Exercise brief:
Copy out every line of the records where the string "HashMap" occurs.

Dataset extract:
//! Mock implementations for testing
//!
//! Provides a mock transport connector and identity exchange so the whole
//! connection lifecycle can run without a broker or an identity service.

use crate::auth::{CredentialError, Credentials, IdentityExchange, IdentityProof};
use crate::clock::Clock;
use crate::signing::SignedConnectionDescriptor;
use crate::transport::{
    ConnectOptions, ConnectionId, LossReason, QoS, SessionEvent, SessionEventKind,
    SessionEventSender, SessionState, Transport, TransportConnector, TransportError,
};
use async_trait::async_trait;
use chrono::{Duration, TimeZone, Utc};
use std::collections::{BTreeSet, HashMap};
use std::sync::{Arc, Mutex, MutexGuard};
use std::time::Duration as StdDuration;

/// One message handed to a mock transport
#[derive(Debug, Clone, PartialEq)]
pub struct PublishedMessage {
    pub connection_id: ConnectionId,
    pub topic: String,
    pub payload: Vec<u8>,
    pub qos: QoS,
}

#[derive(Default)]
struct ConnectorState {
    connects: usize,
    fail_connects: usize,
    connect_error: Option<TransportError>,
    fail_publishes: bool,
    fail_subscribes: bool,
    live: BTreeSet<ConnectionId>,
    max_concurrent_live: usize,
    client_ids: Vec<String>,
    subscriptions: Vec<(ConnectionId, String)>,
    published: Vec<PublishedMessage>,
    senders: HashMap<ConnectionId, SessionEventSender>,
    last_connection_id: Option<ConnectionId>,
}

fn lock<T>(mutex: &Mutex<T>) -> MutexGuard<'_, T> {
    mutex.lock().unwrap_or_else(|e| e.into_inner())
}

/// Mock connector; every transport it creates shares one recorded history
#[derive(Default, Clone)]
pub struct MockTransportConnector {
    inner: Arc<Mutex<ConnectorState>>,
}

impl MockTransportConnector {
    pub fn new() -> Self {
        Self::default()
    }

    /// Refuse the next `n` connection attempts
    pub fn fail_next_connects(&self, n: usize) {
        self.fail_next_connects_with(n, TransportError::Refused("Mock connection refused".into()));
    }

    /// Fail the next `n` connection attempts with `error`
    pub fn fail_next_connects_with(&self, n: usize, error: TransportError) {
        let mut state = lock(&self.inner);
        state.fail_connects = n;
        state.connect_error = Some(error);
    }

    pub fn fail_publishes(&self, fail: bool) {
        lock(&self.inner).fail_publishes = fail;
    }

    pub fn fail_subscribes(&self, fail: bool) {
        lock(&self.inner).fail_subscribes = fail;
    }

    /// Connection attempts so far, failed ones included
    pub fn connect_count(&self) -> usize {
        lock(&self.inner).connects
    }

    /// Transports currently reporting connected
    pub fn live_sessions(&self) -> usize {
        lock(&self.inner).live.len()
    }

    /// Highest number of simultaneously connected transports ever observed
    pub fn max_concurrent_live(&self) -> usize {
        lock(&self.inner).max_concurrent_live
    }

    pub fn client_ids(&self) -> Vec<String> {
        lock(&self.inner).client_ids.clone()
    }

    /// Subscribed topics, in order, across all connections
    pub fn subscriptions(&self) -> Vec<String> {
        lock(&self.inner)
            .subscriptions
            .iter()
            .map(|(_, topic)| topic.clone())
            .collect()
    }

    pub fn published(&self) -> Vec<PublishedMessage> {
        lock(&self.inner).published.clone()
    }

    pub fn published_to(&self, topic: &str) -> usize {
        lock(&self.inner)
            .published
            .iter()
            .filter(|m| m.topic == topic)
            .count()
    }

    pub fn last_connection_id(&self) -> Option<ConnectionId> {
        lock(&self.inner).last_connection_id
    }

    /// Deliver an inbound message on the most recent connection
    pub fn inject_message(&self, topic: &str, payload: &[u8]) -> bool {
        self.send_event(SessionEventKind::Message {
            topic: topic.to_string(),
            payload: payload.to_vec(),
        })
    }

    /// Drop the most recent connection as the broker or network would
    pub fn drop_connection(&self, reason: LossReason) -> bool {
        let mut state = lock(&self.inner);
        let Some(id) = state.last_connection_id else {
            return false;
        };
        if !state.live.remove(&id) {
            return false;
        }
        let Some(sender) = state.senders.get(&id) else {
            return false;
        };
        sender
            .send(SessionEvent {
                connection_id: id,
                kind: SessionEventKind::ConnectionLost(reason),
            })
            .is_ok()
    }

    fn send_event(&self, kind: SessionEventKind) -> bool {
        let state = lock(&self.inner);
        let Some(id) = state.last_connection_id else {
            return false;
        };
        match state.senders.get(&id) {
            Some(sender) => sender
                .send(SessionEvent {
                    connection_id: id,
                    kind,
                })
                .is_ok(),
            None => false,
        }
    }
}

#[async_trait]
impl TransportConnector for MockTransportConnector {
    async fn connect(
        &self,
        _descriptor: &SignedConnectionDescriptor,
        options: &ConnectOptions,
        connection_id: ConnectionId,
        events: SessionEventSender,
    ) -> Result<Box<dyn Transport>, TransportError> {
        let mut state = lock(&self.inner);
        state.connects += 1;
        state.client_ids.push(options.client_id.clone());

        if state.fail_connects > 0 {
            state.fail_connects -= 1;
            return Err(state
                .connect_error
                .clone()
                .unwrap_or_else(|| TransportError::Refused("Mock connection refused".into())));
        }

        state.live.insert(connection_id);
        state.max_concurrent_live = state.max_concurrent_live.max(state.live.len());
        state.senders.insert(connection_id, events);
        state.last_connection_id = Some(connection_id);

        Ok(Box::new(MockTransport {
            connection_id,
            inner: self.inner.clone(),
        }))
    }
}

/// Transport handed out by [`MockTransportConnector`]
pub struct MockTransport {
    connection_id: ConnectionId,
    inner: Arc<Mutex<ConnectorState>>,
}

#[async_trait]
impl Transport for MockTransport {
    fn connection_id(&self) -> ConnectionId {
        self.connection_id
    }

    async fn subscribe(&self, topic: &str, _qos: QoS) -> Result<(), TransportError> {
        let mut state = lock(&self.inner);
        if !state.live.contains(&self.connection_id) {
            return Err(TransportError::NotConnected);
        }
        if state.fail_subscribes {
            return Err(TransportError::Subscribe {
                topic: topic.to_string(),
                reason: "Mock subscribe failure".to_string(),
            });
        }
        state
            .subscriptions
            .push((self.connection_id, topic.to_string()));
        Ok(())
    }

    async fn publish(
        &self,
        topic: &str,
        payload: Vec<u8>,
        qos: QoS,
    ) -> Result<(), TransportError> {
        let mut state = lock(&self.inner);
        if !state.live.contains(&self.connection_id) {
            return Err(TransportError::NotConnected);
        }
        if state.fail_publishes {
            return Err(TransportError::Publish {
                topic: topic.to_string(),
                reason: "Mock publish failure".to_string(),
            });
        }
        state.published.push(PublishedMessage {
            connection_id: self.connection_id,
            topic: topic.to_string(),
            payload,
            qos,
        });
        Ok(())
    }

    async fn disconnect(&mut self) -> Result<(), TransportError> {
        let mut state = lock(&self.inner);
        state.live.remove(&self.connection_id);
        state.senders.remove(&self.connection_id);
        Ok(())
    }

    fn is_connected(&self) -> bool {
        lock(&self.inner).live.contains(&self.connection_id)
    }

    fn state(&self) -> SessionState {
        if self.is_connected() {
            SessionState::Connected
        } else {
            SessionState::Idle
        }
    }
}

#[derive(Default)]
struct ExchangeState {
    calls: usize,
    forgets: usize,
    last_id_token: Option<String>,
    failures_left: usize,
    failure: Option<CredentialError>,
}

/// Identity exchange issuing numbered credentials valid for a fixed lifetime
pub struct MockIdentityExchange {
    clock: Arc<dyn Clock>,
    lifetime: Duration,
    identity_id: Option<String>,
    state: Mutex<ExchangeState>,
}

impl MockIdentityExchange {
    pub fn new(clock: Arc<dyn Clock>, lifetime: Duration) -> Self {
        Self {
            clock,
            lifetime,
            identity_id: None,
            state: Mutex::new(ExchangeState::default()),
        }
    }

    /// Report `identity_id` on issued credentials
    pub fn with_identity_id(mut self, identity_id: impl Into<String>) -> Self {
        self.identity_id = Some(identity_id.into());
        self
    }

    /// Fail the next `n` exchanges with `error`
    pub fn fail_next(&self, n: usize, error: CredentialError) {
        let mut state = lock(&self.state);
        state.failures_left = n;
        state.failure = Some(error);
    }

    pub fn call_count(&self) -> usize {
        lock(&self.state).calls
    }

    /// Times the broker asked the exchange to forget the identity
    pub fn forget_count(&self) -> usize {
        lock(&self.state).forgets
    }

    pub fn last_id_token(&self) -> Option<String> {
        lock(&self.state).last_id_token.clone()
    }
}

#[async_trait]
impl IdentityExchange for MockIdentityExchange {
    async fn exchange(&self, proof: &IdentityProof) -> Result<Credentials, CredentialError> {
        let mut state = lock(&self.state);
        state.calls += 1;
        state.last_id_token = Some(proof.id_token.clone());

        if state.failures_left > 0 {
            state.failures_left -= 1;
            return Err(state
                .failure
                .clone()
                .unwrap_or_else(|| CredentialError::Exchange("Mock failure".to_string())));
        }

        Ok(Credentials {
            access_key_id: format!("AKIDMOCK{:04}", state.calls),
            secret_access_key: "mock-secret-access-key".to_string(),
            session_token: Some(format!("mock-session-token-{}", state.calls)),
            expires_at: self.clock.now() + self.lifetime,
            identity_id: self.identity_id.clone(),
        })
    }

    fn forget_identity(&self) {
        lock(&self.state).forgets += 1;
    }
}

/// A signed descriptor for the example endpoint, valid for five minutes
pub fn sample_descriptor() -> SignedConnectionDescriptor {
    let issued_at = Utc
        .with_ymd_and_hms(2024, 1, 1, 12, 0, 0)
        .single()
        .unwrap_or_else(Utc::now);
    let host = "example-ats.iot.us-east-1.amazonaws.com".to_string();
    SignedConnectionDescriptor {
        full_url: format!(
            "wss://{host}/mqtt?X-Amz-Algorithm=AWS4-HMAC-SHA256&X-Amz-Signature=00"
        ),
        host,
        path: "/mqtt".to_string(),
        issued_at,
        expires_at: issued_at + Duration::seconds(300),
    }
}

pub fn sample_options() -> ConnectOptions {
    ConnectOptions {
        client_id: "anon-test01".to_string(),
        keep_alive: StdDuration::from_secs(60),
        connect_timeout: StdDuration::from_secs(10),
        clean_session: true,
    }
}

Response area:
use std::collections::{BTreeSet, HashMap};
    senders: HashMap<ConnectionId, SessionEventSender>,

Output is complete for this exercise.